How to Use This Course
Introduction to Architecture brings your student components of architecture, as well as various structures including skyscrapers, bridges, castles, and more. Your student will learn about various aspects of each structure, including the point in history when it was built, its function, the architects, and the basic science behind its stability. The course includes reading assignments, videos, map activities, and hands-on activities. In order to receive one full high school credit, all activities marked with an asterisk (*) must be completed. If fewer activities are completed, students can receive one-half credit. As always, please be informed of your own state’s requirements.
Welcome to Introduction to Architecture!
The first question I want to ask you is this: What is architecture? It might be easier to list things that come to mind than to come up with a specific definition. While the word “architecture” can encompass many different areas of life—structures, objects, city designs, flow of information, a plan for organizing space, etc.—we are going to focus on the art and science of designing and building structures—those used for living, working, worshiping, visiting, and traveling.
If you study ancient buildings, today’s skyscrapers, or tunnels built underwater, you’ll notice that architects have gotten pretty bold with their designs. Where one person might see an impossible situation, a truly gifted architect will figure out a way to surpass the previous limits that have been set. Because of this ingenuity and determination, we have more than utilitarian structures—we have works of art.
My interest in architecture began when I was a child. My brother and I had a garbage pail full of Legos. Whenever I would play with them, I would build houses. I rarely built anything else. My family also spent a lot of time touring mansions and other buildings. Four years after I graduated from college, I considered returning to pursue a degree in architecture. For various reasons, I never did. As a homeschooling mom, I’ve had the opportunity to teach subjects I enjoy at our co-op and 4-H group. One of these subjects is architecture.
Now I have the opportunity to share that interest with you. I hope you will enjoy this class and learn something along the way. Since I am not an architect, I will not be delving into the math or the use of CADD but will look at the basic science behind the components used within these structures, the architects behind them (where applicable), and the purpose for which they were created. I will end the course with a brief examination of the employment outlook for those who choose a career in architecture, the job duties, and the education and training required.

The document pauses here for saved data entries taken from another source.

//! Tour construction for a single ant.
//!
//! # Algorithm
//!
//! 1. Start at a uniformly random city
//! 2. While unvisited cities remain:
//!    a. Weight every unvisited city `j` by `τ(i,j)^α · (1/d(i,j))^β`
//!    b. Normalize the weights into a probability distribution
//!    c. Draw `r ∈ [0, 1)` and walk the candidates in ascending index order,
//!       taking the first one whose cumulative probability reaches `r`
//! 3. The tour closes implicitly back to the start
//!
//! # Reference
//!
//! Dorigo, M., Maniezzo, V. & Colorni, A. (1996). "Ant System: Optimization
//! by a Colony of Cooperating Agents", *IEEE Trans. SMC-B* 26(1), 29-41.

use rand::Rng;

use super::error::{AcoError, AcoResult};
use super::pheromone::PheromoneMatrix;
use super::types::Tour;
use super::world::World;

/// Builds one complete tour against the current pheromone state.
///
/// The matrix is only read. Returns a permutation of `0..world.len()`.
///
/// # Errors
///
/// - [`AcoError::EmptyWorld`] if the world has no cities
/// - [`AcoError::DegenerateGeometry`] if an unvisited candidate sits at
///   distance zero from the current city
/// - [`AcoError::NumericalInstability`] if a transition weight is NaN, as
///   with NaN coordinates
pub fn construct_tour<R: Rng>(
    world: &World,
    pheromones: &PheromoneMatrix,
    alpha: f64,
    beta: f64,
    rng: &mut R,
) -> AcoResult<Tour> {
    let n = world.len();
    if n == 0 {
        return Err(AcoError::EmptyWorld { cities: 0 });
    }

    let start = rng.random_range(0..n);
    let mut tour = Vec::with_capacity(n);
    let mut visited = vec![false; n];
    tour.push(start);
    visited[start] = true;

    let mut current = start;
    let mut candidates = Vec::with_capacity(n);
    let mut probabilities = Vec::with_capacity(n);

    while tour.len() < n {
        candidates.clear();
        candidates.extend((0..n).filter(|&j| !visited[j]));

        transition_probabilities(
            world,
            pheromones,
            current,
            &candidates,
            alpha,
            beta,
            &mut probabilities,
        )?;

        let r: f64 = rng.random();
        let next = select_next(&candidates, &probabilities, r).ok_or_else(|| {
            AcoError::InvalidTour {
                message: "no unvisited city left to select".into(),
            }
        })?;

        visited[next] = true;
        tour.push(next);
        current = next;
    }

    Ok(tour)
}

/// Fills `out` with the transition probabilities from `current` to each of
/// `candidates`, in the same order.
///
/// Weights are taken in log space, `α·ln τ − β·ln d`, and shifted by the
/// largest one before exponentiation. The best candidate always gets weight 1,
/// so large exponents or long decay cannot underflow the whole distribution.
/// The probabilities sum to 1 up to rounding.
pub fn transition_probabilities(
    world: &World,
    pheromones: &PheromoneMatrix,
    current: usize,
    candidates: &[usize],
    alpha: f64,
    beta: f64,
    out: &mut Vec<f64>,
) -> AcoResult<()> {
    out.clear();
    let mut max_log = f64::NEG_INFINITY;

    for &j in candidates {
        let d = world.distance(current, j);
        if d <= 0.0 {
            return Err(AcoError::DegenerateGeometry {
                from: current,
                to: j,
            });
        }
        let log_weight = alpha * pheromones.get(current, j).ln() - beta * d.ln();
        if log_weight.is_nan() {
            return Err(instability(current));
        }
        max_log = max_log.max(log_weight);
        out.push(log_weight);
    }

    if !max_log.is_finite() {
        return Err(instability(current));
    }

    let mut sum = 0.0;
    for w in out.iter_mut() {
        *w = (*w - max_log).exp();
        sum += *w;
    }
    for p in out.iter_mut() {
        *p /= sum;
    }
    Ok(())
}

fn instability(current: usize) -> AcoError {
    AcoError::NumericalInstability {
        location: format!("transition weights from city {current}"),
    }
}

/// Roulette-wheel selection over `candidates` with draw `r ∈ [0, 1)`.
///
/// Returns the first candidate whose cumulative probability is `>= r`.
/// Accumulated rounding can leave the running sum just short of `r`; the
/// last candidate is returned in that case so selection always terminates.
/// This is a floating-point fallback, not a tie-break rule.
///
/// Returns `None` only when `candidates` is empty.
pub fn select_next(candidates: &[usize], probabilities: &[f64], r: f64) -> Option<usize> {
    let mut cumulative = 0.0;
    for (&city, &p) in candidates.iter().zip(probabilities) {
        cumulative += p;
        if cumulative >= r {
            return Some(city);
        }
    }
    candidates.last().copied()
}
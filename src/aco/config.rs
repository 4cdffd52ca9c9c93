//! ACO configuration.
//!
//! [`AcoConfig`] holds the parameters that control one colony run.

use super::error::{AcoError, AcoResult};

/// Configuration for the ant colony.
///
/// # Defaults
///
/// ```
/// use u_antcolony::aco::AcoConfig;
///
/// let config = AcoConfig::default();
/// assert_eq!(config.num_ants, 50);
/// assert!((config.evaporation_rate - 0.5).abs() < 1e-12);
/// ```
///
/// # Builder Pattern
///
/// ```
/// use u_antcolony::aco::AcoConfig;
///
/// let config = AcoConfig::default()
///     .with_num_ants(10)
///     .with_evaporation_rate(0.3)
///     .with_alpha(1.0)
///     .with_beta(5.0)
///     .with_seed(7);
/// assert!(config.validate().is_ok());
/// ```
#[derive(Debug, Clone, PartialEq)]
#[cfg_attr(feature = "serde", derive(serde::Serialize, serde::Deserialize))]
#[cfg_attr(feature = "serde", serde(default))]
pub struct AcoConfig {
    /// Number of ants simulated per call to [`AcoEngine::run`](super::AcoEngine::run).
    pub num_ants: usize,

    /// Fraction of pheromone lost per update cycle, in `[0, 1)`.
    ///
    /// Evaporation is applied after every ant, not once per run.
    pub evaporation_rate: f64,

    /// Exponent weighting pheromone strength. Must be `>= 0`.
    pub alpha: f64,

    /// Exponent weighting inverse distance. Must be `>= 0`.
    pub beta: f64,

    /// Random seed for reproducibility.
    ///
    /// `None` uses a random seed.
    pub seed: Option<u64>,
}

impl Default for AcoConfig {
    fn default() -> Self {
        Self {
            num_ants: 50,
            evaporation_rate: 0.5,
            alpha: 1.0,
            beta: 2.0,
            seed: None,
        }
    }
}

impl AcoConfig {
    /// Sets the number of ants per run.
    pub fn with_num_ants(mut self, n: usize) -> Self {
        self.num_ants = n;
        self
    }

    /// Sets the evaporation rate.
    pub fn with_evaporation_rate(mut self, rate: f64) -> Self {
        self.evaporation_rate = rate;
        self
    }

    /// Sets the pheromone exponent.
    pub fn with_alpha(mut self, alpha: f64) -> Self {
        self.alpha = alpha;
        self
    }

    /// Sets the distance exponent.
    pub fn with_beta(mut self, beta: f64) -> Self {
        self.beta = beta;
        self
    }

    /// Sets the random seed.
    pub fn with_seed(mut self, seed: u64) -> Self {
        self.seed = Some(seed);
        self
    }

    /// Validates the configuration.
    ///
    /// Out-of-range values are rejected, never clamped. NaN fails every check.
    pub fn validate(&self) -> AcoResult<()> {
        if self.num_ants == 0 {
            return Err(AcoError::config("num_ants must be at least 1"));
        }
        if !(self.evaporation_rate >= 0.0 && self.evaporation_rate < 1.0) {
            return Err(AcoError::config(format!(
                "evaporation_rate must be in [0, 1), got {}",
                self.evaporation_rate
            )));
        }
        if !(self.alpha >= 0.0 && self.alpha.is_finite()) {
            return Err(AcoError::config(format!(
                "alpha must be finite and non-negative, got {}",
                self.alpha
            )));
        }
        if !(self.beta >= 0.0 && self.beta.is_finite()) {
            return Err(AcoError::config(format!(
                "beta must be finite and non-negative, got {}",
                self.beta
            )));
        }
        Ok(())
    }
}
//! Discovery: the read side of the discovery store.
//!
//! Computes a candidate id set from the type/name/capability indices,
//! fetches each entry, and post-filters by metadata. Dimensions
//! intersect; multiple requested capabilities union within the
//! capability dimension ("supports at least one of"). Expired and
//! malformed entries are skipped, never surfaced.

use std::collections::HashSet;
use std::sync::Arc;

use async_trait::async_trait;

use crate::error::Result;
use crate::fields;
use crate::registry::{RedisRegistry, Registry, RegistryOptions};
use crate::service::{DiscoveryFilter, HealthStatus, ServiceInfo};
use crate::store::KvStore;

/// Read side of the discovery store. Every discovery is also a registry
/// (agents register themselves before querying).
#[async_trait]
pub trait Discovery: Registry {
    /// Return fresh `ServiceInfo` values matching the filter. An empty
    /// result is a normal success.
    async fn discover(&self, filter: &DiscoveryFilter) -> Result<Vec<ServiceInfo>>;
}

/// `a ∩ b`, deduplicated, ordered by occurrence in `b`.
pub(crate) fn intersect(a: &[String], b: &[String]) -> Vec<String> {
    let members: HashSet<&str> = a.iter().map(String::as_str).collect();
    let mut seen = HashSet::new();
    b.iter()
        .filter(|id| members.contains(id.as_str()) && seen.insert(id.as_str()))
        .cloned()
        .collect()
}

/// Deduplicate preserving first occurrence.
pub(crate) fn dedup(ids: Vec<String>) -> Vec<String> {
    let mut seen = HashSet::new();
    ids.into_iter().filter(|id| seen.insert(id.clone())).collect()
}

/// Store-backed discovery wrapping a [`RedisRegistry`].
pub struct RedisDiscovery {
    inner: Arc<RedisRegistry>,
}

impl RedisDiscovery {
    /// Connect to the store at `url` and build a discovery over it.
    pub async fn connect(url: &str, options: RegistryOptions) -> Result<Self> {
        let registry = RedisRegistry::connect(url, options).await?;
        Ok(Self {
            inner: Arc::new(registry),
        })
    }

    /// Build a discovery over an existing registry.
    pub fn from_registry(registry: Arc<RedisRegistry>) -> Self {
        Self { inner: registry }
    }

    /// The underlying registry shared with the heartbeat supervisors.
    pub fn registry(&self) -> Arc<RedisRegistry> {
        self.inner.clone()
    }

    fn store(&self) -> &Arc<dyn KvStore> {
        &self.inner.store
    }

    /// Candidate ids for a filter, before per-entry fetch and metadata
    /// post-filtering.
    async fn candidate_ids(&self, filter: &DiscoveryFilter) -> Result<Vec<String>> {
        let mut candidate: Option<Vec<String>> = None;

        if let Some(component_type) = filter.component_type {
            let ids = self
                .store()
                .smembers(&self.inner.type_key(component_type.as_str()))
                .await?;
            candidate = Some(ids);
        }

        if let Some(name) = &filter.name {
            let fetched = self.store().smembers(&self.inner.name_key(name)).await?;
            candidate = Some(match candidate {
                Some(existing) => intersect(&existing, &fetched),
                None => fetched,
            });
        }

        if !filter.capabilities.is_empty() {
            let mut cap_ids = Vec::new();
            for capability in &filter.capabilities {
                let ids = self
                    .store()
                    .smembers(&self.inner.capability_key(capability))
                    .await?;
                cap_ids.extend(ids);
            }
            candidate = Some(match candidate {
                Some(existing) => intersect(&existing, &cap_ids),
                None => cap_ids,
            });
        }

        let ids = match candidate {
            Some(ids) => ids,
            None => {
                // No index dimension set: scan the service keys.
                let prefix = format!("{}:services:", self.inner.namespace());
                self.store()
                    .keys(&self.inner.service_key_pattern())
                    .await?
                    .into_iter()
                    .filter_map(|key| key.strip_prefix(&prefix).map(str::to_string))
                    .collect()
            }
        };

        Ok(dedup(ids))
    }

    /// Fetch one entry; `None` for expired or malformed entries.
    async fn fetch(&self, id: &str) -> Option<ServiceInfo> {
        let key = self.inner.service_key(id);
        let raw = match self.store().get(&key).await {
            Ok(Some(raw)) => raw,
            Ok(None) => return None, // expired between index read and fetch
            Err(e) => {
                self.inner.logger.warn(
                    "Discovery fetch failed for entry",
                    &fields! { "service_id" => id, "error" => e.to_string() },
                );
                return None;
            }
        };

        match serde_json::from_str::<ServiceInfo>(&raw) {
            Ok(info) => Some(info),
            Err(e) => {
                self.inner.logger.warn(
                    "Skipping malformed registry entry",
                    &fields! { "service_id" => id, "error" => e.to_string() },
                );
                None
            }
        }
    }
}

#[async_trait]
impl Registry for RedisDiscovery {
    async fn register(&self, info: &ServiceInfo) -> Result<()> {
        self.inner.register(info).await
    }

    async fn update_health(&self, id: &str, status: HealthStatus) -> Result<()> {
        self.inner.update_health(id, status).await
    }

    async fn unregister(&self, id: &str) -> Result<()> {
        self.inner.unregister(id).await
    }

    fn start_heartbeat(self: Arc<Self>, id: &str) -> Result<()> {
        self.inner.clone().start_heartbeat(id)
    }

    fn stop_heartbeat(&self, id: &str) {
        self.inner.stop_heartbeat(id)
    }
}

#[async_trait]
impl Discovery for RedisDiscovery {
    async fn discover(&self, filter: &DiscoveryFilter) -> Result<Vec<ServiceInfo>> {
        let ids = self.candidate_ids(filter).await?;

        let mut matches = Vec::new();
        for id in &ids {
            let Some(info) = self.fetch(id).await else {
                continue;
            };
            if !filter.metadata.is_empty() && !filter.metadata_matches(&info) {
                continue;
            }
            matches.push(info);
        }

        self.inner.logger.debug(
            "Discovery query complete",
            &fields! { "candidates" => ids.len(), "matches" => matches.len() },
        );
        Ok(matches)
    }
}

#[cfg(test)]
mod tests {
    use super::*;
    use crate::service::{Capability, ComponentType};
    use crate::store::MemoryStore;
    use serde_json::json;
    use std::time::Duration;

    fn strings(items: &[&str]) -> Vec<String> {
        items.iter().map(|s| s.to_string()).collect()
    }

    #[test]
    fn test_intersect_orders_by_second_argument() {
        let a = strings(&["x", "y", "z"]);
        let b = strings(&["z", "w", "x"]);
        assert_eq!(intersect(&a, &b), strings(&["z", "x"]));
    }

    #[test]
    fn test_intersect_dedupes_output() {
        let a = strings(&["x", "y"]);
        let b = strings(&["x", "x", "y", "x"]);
        assert_eq!(intersect(&a, &b), strings(&["x", "y"]));
    }

    #[test]
    fn test_intersect_empty_cases() {
        assert!(intersect(&[], &strings(&["a"])).is_empty());
        assert!(intersect(&strings(&["a"]), &[]).is_empty());
        assert!(intersect(&strings(&["a"]), &strings(&["b"])).is_empty());
    }

    #[test]
    fn test_dedup_preserves_first_occurrence() {
        assert_eq!(
            dedup(strings(&["a", "b", "a", "c", "b"])),
            strings(&["a", "b", "c"])
        );
    }

    async fn discovery_over(
        store: Arc<MemoryStore>,
        ttl: Duration,
    ) -> (RedisDiscovery, Arc<MemoryStore>) {
        let registry = RedisRegistry::with_store(
            store.clone(),
            RegistryOptions {
                ttl,
                logger: crate::logger::noop(),
                ..RegistryOptions::default()
            },
        );
        (RedisDiscovery::from_registry(Arc::new(registry)), store)
    }

    fn service(id: &str, name: &str, component_type: ComponentType, caps: &[&str]) -> ServiceInfo {
        let mut info = ServiceInfo::new(name, component_type);
        info.id = id.to_string();
        for cap in caps {
            info = info.with_capability(Capability::new(*cap));
        }
        info
    }

    #[tokio::test]
    async fn test_capability_union_type_intersection() {
        let (discovery, _) =
            discovery_over(Arc::new(MemoryStore::new()), Duration::from_secs(30)).await;

        discovery
            .register(&service("t1", "calc", ComponentType::Tool, &["add"]))
            .await
            .unwrap();
        discovery
            .register(&service("a1", "planner", ComponentType::Agent, &["add", "plan"]))
            .await
            .unwrap();

        // Type intersects with the capability union.
        let filter = DiscoveryFilter::default()
            .with_type(ComponentType::Tool)
            .with_capability("add")
            .with_capability("plan");
        let found = discovery.discover(&filter).await.unwrap();
        assert_eq!(found.len(), 1);
        assert_eq!(found[0].id, "t1");

        // A capability-only filter matches anything providing it.
        let filter = DiscoveryFilter::default().with_capability("plan");
        let found = discovery.discover(&filter).await.unwrap();
        assert_eq!(found.len(), 1);
        assert_eq!(found[0].id, "a1");
    }

    #[tokio::test]
    async fn test_name_filter_intersects_type() {
        let (discovery, _) =
            discovery_over(Arc::new(MemoryStore::new()), Duration::from_secs(30)).await;

        discovery
            .register(&service("t1", "calc", ComponentType::Tool, &["add"]))
            .await
            .unwrap();
        discovery
            .register(&service("a1", "calc", ComponentType::Agent, &["add"]))
            .await
            .unwrap();

        let filter = DiscoveryFilter::default()
            .with_type(ComponentType::Agent)
            .with_name("calc");
        let found = discovery.discover(&filter).await.unwrap();
        assert_eq!(found.len(), 1);
        assert_eq!(found[0].id, "a1");
    }

    #[tokio::test]
    async fn test_unscoped_filter_scans_all_services() {
        let (discovery, _) =
            discovery_over(Arc::new(MemoryStore::new()), Duration::from_secs(30)).await;

        discovery
            .register(&service("t1", "calc", ComponentType::Tool, &["add"]))
            .await
            .unwrap();
        discovery
            .register(&service("a1", "planner", ComponentType::Agent, &["plan"]))
            .await
            .unwrap();

        let found = discovery.discover(&DiscoveryFilter::default()).await.unwrap();
        let mut ids: Vec<&str> = found.iter().map(|i| i.id.as_str()).collect();
        ids.sort();
        assert_eq!(ids, vec!["a1", "t1"]);
    }

    #[tokio::test]
    async fn test_metadata_post_filter() {
        let (discovery, _) =
            discovery_over(Arc::new(MemoryStore::new()), Duration::from_secs(30)).await;

        let prod = service("a1", "planner", ComponentType::Agent, &["plan"])
            .with_metadata("env", json!("prod"));
        let staging = service("a2", "planner", ComponentType::Agent, &["plan"])
            .with_metadata("env", json!("staging"));
        discovery.register(&prod).await.unwrap();
        discovery.register(&staging).await.unwrap();

        let filter = DiscoveryFilter::default()
            .with_capability("plan")
            .with_metadata("env", json!("prod"));
        let found = discovery.discover(&filter).await.unwrap();
        assert_eq!(found.len(), 1);
        assert_eq!(found[0].id, "a1");
    }

    #[tokio::test]
    async fn test_expired_index_entry_is_skipped() {
        let (discovery, store) =
            discovery_over(Arc::new(MemoryStore::new()), Duration::from_secs(30)).await;

        discovery
            .register(&service("t1", "calc", ComponentType::Tool, &["add"]))
            .await
            .unwrap();

        // Simulate service-key expiry with the index set still present.
        store.del("gomind:services:t1").await.unwrap();

        let filter = DiscoveryFilter::default().with_capability("add");
        let found = discovery.discover(&filter).await.unwrap();
        assert!(found.is_empty());
    }

    #[tokio::test]
    async fn test_malformed_entry_is_skipped() {
        let (discovery, store) =
            discovery_over(Arc::new(MemoryStore::new()), Duration::from_secs(30)).await;

        discovery
            .register(&service("t1", "calc", ComponentType::Tool, &["add"]))
            .await
            .unwrap();
        discovery
            .register(&service("t2", "calc", ComponentType::Tool, &["add"]))
            .await
            .unwrap();

        store
            .set("gomind:services:t1", "{not json", Duration::from_secs(30))
            .await
            .unwrap();

        let filter = DiscoveryFilter::default().with_capability("add");
        let found = discovery.discover(&filter).await.unwrap();
        assert_eq!(found.len(), 1);
        assert_eq!(found[0].id, "t2");
    }

    #[tokio::test]
    async fn test_empty_result_is_success() {
        let (discovery, _) =
            discovery_over(Arc::new(MemoryStore::new()), Duration::from_secs(30)).await;
        let found = discovery
            .discover(&DiscoveryFilter::default().with_capability("nothing"))
            .await
            .unwrap();
        assert!(found.is_empty());
    }

    #[tokio::test]
    async fn test_ttl_expiry_makes_service_undiscoverable() {
        let (discovery, _) =
            discovery_over(Arc::new(MemoryStore::new()), Duration::from_millis(150)).await;

        discovery
            .register(&service("t1", "calc", ComponentType::Tool, &["add"]))
            .await
            .unwrap();

        let filter = DiscoveryFilter::default().with_type(ComponentType::Tool);
        assert_eq!(discovery.discover(&filter).await.unwrap().len(), 1);

        tokio::time::sleep(Duration::from_millis(250)).await;
        assert!(discovery.discover(&filter).await.unwrap().is_empty());
    }

    #[tokio::test]
    async fn test_duplicate_capability_memberships_dedup() {
        let (discovery, _) =
            discovery_over(Arc::new(MemoryStore::new()), Duration::from_secs(30)).await;

        // One service providing both requested capabilities appears once.
        discovery
            .register(&service("a1", "planner", ComponentType::Agent, &["add", "plan"]))
            .await
            .unwrap();

        let filter = DiscoveryFilter::default()
            .with_capability("add")
            .with_capability("plan");
        let found = discovery.discover(&filter).await.unwrap();
        assert_eq!(found.len(), 1);
    }
}
//! Service data model for the GoMind mesh.
//!
//! These types define what gets registered, stored, and discovered:
//! - `ServiceInfo`: the single registered entity
//! - `Capability`: a named endpoint a component exposes
//! - `DiscoveryFilter`: the query value accepted by discovery

use std::collections::HashMap;
use std::time::{SystemTime, UNIX_EPOCH};

use serde::{Deserialize, Serialize};
use serde_json::Value;

/// Kind of registered component.
///
/// Tools are passive (registered and discovered, never discovering);
/// agents additionally query the registry.
#[derive(Debug, Clone, Copy, PartialEq, Eq, Serialize, Deserialize)]
#[serde(rename_all = "lowercase")]
pub enum ComponentType {
    Tool,
    Agent,
}

impl ComponentType {
    /// String form used in index keys and API payloads.
    pub fn as_str(&self) -> &'static str {
        match self {
            ComponentType::Tool => "tool",
            ComponentType::Agent => "agent",
        }
    }
}

/// Health of a registered service.
#[derive(Debug, Clone, Copy, PartialEq, Eq, Serialize, Deserialize, Default)]
#[serde(rename_all = "lowercase")]
pub enum HealthStatus {
    #[default]
    Healthy,
    Unhealthy,
    Unknown,
}

impl HealthStatus {
    /// String form used in API payloads.
    pub fn as_str(&self) -> &'static str {
        match self {
            HealthStatus::Healthy => "healthy",
            HealthStatus::Unhealthy => "unhealthy",
            HealthStatus::Unknown => "unknown",
        }
    }
}

/// One input-field hint used to generate a JSON-schema document.
#[derive(Debug, Clone, Serialize, Deserialize, PartialEq)]
pub struct FieldHint {
    /// Field name as it appears in the request payload
    pub name: String,

    /// JSON type ("string", "number", "boolean", ...)
    #[serde(rename = "type")]
    pub field_type: String,

    /// Human-readable description
    #[serde(skip_serializing_if = "Option::is_none")]
    pub description: Option<String>,

    /// Example value surfaced in the generated schema
    #[serde(skip_serializing_if = "Option::is_none")]
    pub example: Option<Value>,
}

impl FieldHint {
    /// Create a hint with just a name and type.
    pub fn new(name: impl Into<String>, field_type: impl Into<String>) -> Self {
        Self {
            name: name.into(),
            field_type: field_type.into(),
            description: None,
            example: None,
        }
    }
}

/// Required/optional field hints attached to a capability.
#[derive(Debug, Clone, Default, Serialize, Deserialize, PartialEq)]
pub struct InputSummary {
    #[serde(default, skip_serializing_if = "Vec::is_empty")]
    pub required: Vec<FieldHint>,

    #[serde(default, skip_serializing_if = "Vec::is_empty")]
    pub optional: Vec<FieldHint>,
}

impl InputSummary {
    /// Whether any field is declared at all.
    pub fn is_empty(&self) -> bool {
        self.required.is_empty() && self.optional.is_empty()
    }
}

/// A named endpoint a component exposes for discovery and invocation.
#[derive(Debug, Clone, Serialize, Deserialize)]
pub struct Capability {
    /// Capability name used in the discovery index
    pub name: String,

    /// Human-readable description
    #[serde(default)]
    pub description: String,

    /// Relative URL path serving this capability
    #[serde(default)]
    pub endpoint: String,

    /// Relative URL path serving the generated JSON schema, if any
    #[serde(skip_serializing_if = "Option::is_none")]
    pub schema_endpoint: Option<String>,

    /// Field hints used to generate the JSON-schema document
    #[serde(skip_serializing_if = "Option::is_none")]
    pub input_summary: Option<InputSummary>,
}

impl Capability {
    /// Create a capability with a name and default endpoint path.
    pub fn new(name: impl Into<String>) -> Self {
        let name = name.into();
        let endpoint = format!("/api/capabilities/{}", name);
        Self {
            name,
            description: String::new(),
            endpoint,
            schema_endpoint: None,
            input_summary: None,
        }
    }

    /// Attach a description.
    pub fn with_description(mut self, description: impl Into<String>) -> Self {
        self.description = description.into();
        self
    }

    /// Attach input field hints.
    pub fn with_input_summary(mut self, summary: InputSummary) -> Self {
        self.input_summary = Some(summary);
        self
    }
}

/// The registered entity: one running tool or agent instance.
#[derive(Debug, Clone, Serialize, Deserialize)]
pub struct ServiceInfo {
    /// Unique per process lifetime: name plus a random suffix
    pub id: String,

    /// Human-chosen service name
    pub name: String,

    /// Component kind
    #[serde(rename = "type")]
    pub component_type: ComponentType,

    /// Advertised host or DNS name
    pub address: String,

    /// Advertised port
    pub port: u16,

    /// Ordered capability list
    #[serde(default)]
    pub capabilities: Vec<Capability>,

    /// Current health
    #[serde(default)]
    pub health: HealthStatus,

    /// Unix-seconds timestamp of the last heartbeat
    pub last_seen: u64,

    /// Small, bounded environment metadata
    #[serde(default, skip_serializing_if = "HashMap::is_empty")]
    pub metadata: HashMap<String, Value>,
}

impl ServiceInfo {
    /// Create a new service with a fresh `<name>-<suffix>` id.
    pub fn new(name: impl Into<String>, component_type: ComponentType) -> Self {
        let name = name.into();
        let suffix = uuid::Uuid::new_v4().simple().to_string();
        let id = format!("{}-{}", name, &suffix[..8]);
        Self {
            id,
            name,
            component_type,
            address: "localhost".to_string(),
            port: 8080,
            capabilities: Vec::new(),
            health: HealthStatus::Healthy,
            last_seen: unix_now(),
            metadata: HashMap::new(),
        }
    }

    /// Set the advertised address and port.
    pub fn with_address(mut self, address: impl Into<String>, port: u16) -> Self {
        self.address = address.into();
        self.port = port;
        self
    }

    /// Append a capability.
    pub fn with_capability(mut self, capability: Capability) -> Self {
        self.capabilities.push(capability);
        self
    }

    /// Insert a metadata entry.
    pub fn with_metadata(mut self, key: impl Into<String>, value: Value) -> Self {
        self.metadata.insert(key.into(), value);
        self
    }

    /// Update health and refresh `last_seen`.
    pub fn touch(&mut self, health: HealthStatus) {
        self.health = health;
        self.last_seen = unix_now();
    }

    /// Capability names, in declaration order.
    pub fn capability_names(&self) -> Vec<&str> {
        self.capabilities.iter().map(|c| c.name.as_str()).collect()
    }
}

/// Query value accepted by discovery.
///
/// All set dimensions intersect; multiple capabilities union within the
/// capability dimension ("supports at least one of"). Metadata entries
/// must all match by equality.
#[derive(Debug, Clone, Default)]
pub struct DiscoveryFilter {
    pub component_type: Option<ComponentType>,
    pub name: Option<String>,
    pub capabilities: Vec<String>,
    pub metadata: HashMap<String, Value>,
}

impl DiscoveryFilter {
    /// Filter restricted to a component type.
    pub fn with_type(mut self, component_type: ComponentType) -> Self {
        self.component_type = Some(component_type);
        self
    }

    /// Filter restricted to a service name.
    pub fn with_name(mut self, name: impl Into<String>) -> Self {
        self.name = Some(name.into());
        self
    }

    /// Add one capability to the "at least one of" set.
    pub fn with_capability(mut self, capability: impl Into<String>) -> Self {
        self.capabilities.push(capability.into());
        self
    }

    /// Require a metadata key/value match.
    pub fn with_metadata(mut self, key: impl Into<String>, value: Value) -> Self {
        self.metadata.insert(key.into(), value);
        self
    }

    /// True when no index dimension is set (full scan).
    pub fn is_unscoped(&self) -> bool {
        self.component_type.is_none() && self.name.is_none() && self.capabilities.is_empty()
    }

    /// True when `info`'s metadata matches every filter entry.
    pub fn metadata_matches(&self, info: &ServiceInfo) -> bool {
        self.metadata
            .iter()
            .all(|(k, v)| info.metadata.get(k) == Some(v))
    }
}

/// Current unix time in whole seconds.
pub fn unix_now() -> u64 {
    SystemTime::now()
        .duration_since(UNIX_EPOCH)
        .map(|d| d.as_secs())
        .unwrap_or(0)
}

Weekly lessons studying structures from ancient to modern times. Course looks at the basic science behind the components used within these structures, the architects behind them (where applicable), and the purpose for which they were created.
Module 1 – Ancient Structures
- Lesson 1 – Introduction/Architecture in the Beginning
- Lesson 2 – Pyramids
- Lesson 3 – Pantheon
- Lesson 4 – Parthenon
- Lesson 5 – Coliseum
- Lesson 6 – Petra
- Lesson 7 – The Great Wall of China
- Bonus Lesson 8 – Gingerbread Houses and Christmas Architecture
Module 2 – Transportation Structures
- Lesson 9 – Tower Bridge
- Lesson 10 – Brooklyn Bridge
- Lesson 11 – Golden Gate Bridge
- Lesson 12 – Panama Canal
- Lesson 13 – Hoover Dam
- Lesson 14 – Channel Tunnel
Module 3 – Living Structures
- Lesson 15 – Neuschwanstein
- Lesson 16 – Mount Vernon
- Lesson 17 – Fallingwater
Module 4 – Entertainment/Touring Structures
- Lesson 18 – Guggenheim
- Lesson 19 – Eiffel Tower
- Lesson 20 – Statue of Liberty
- Lesson 21 – Washington Monument
- Lesson 22 – Grand Canyon Skywalk
- Lesson 23 – Spaceship Earth
- Lesson 24 – Sydney Opera House
Module 5 – Skyscrapers
- Lesson 25 – Empire State Building
- Lesson 26 – Willis Tower
- Lesson 27 – World Trade Center
- Lesson 28 – Petronas Towers
- Lesson 29 – Taipei 101
- Lesson 30 – Burj Khalifa
Module 6 – Worship Structures
- Lesson 31 – St. Basil’s Cathedral
- Lesson 32 – Cathedral of Notre Dame
- Lesson 33 – St. Peter’s Basilica
Module 7 – Government Structures
- Lesson 34 – Capitol Building
- Lesson 35 – Pentagon
- Lesson 36 – Architectural Fails
- Lesson 37 – The Architect
This course will run for nine months and is suitable for middle school and high school students. It is a lecture-based course with ample activities for high school students to obtain an elective full credit toward high school graduation requirements. Included in the course are reading assignments, videos, map activities, and hands-on activities. In order to receive 1 credit, all activities marked with an asterisk (*) must be completed. If fewer activities are completed, students can receive 0.5 credit.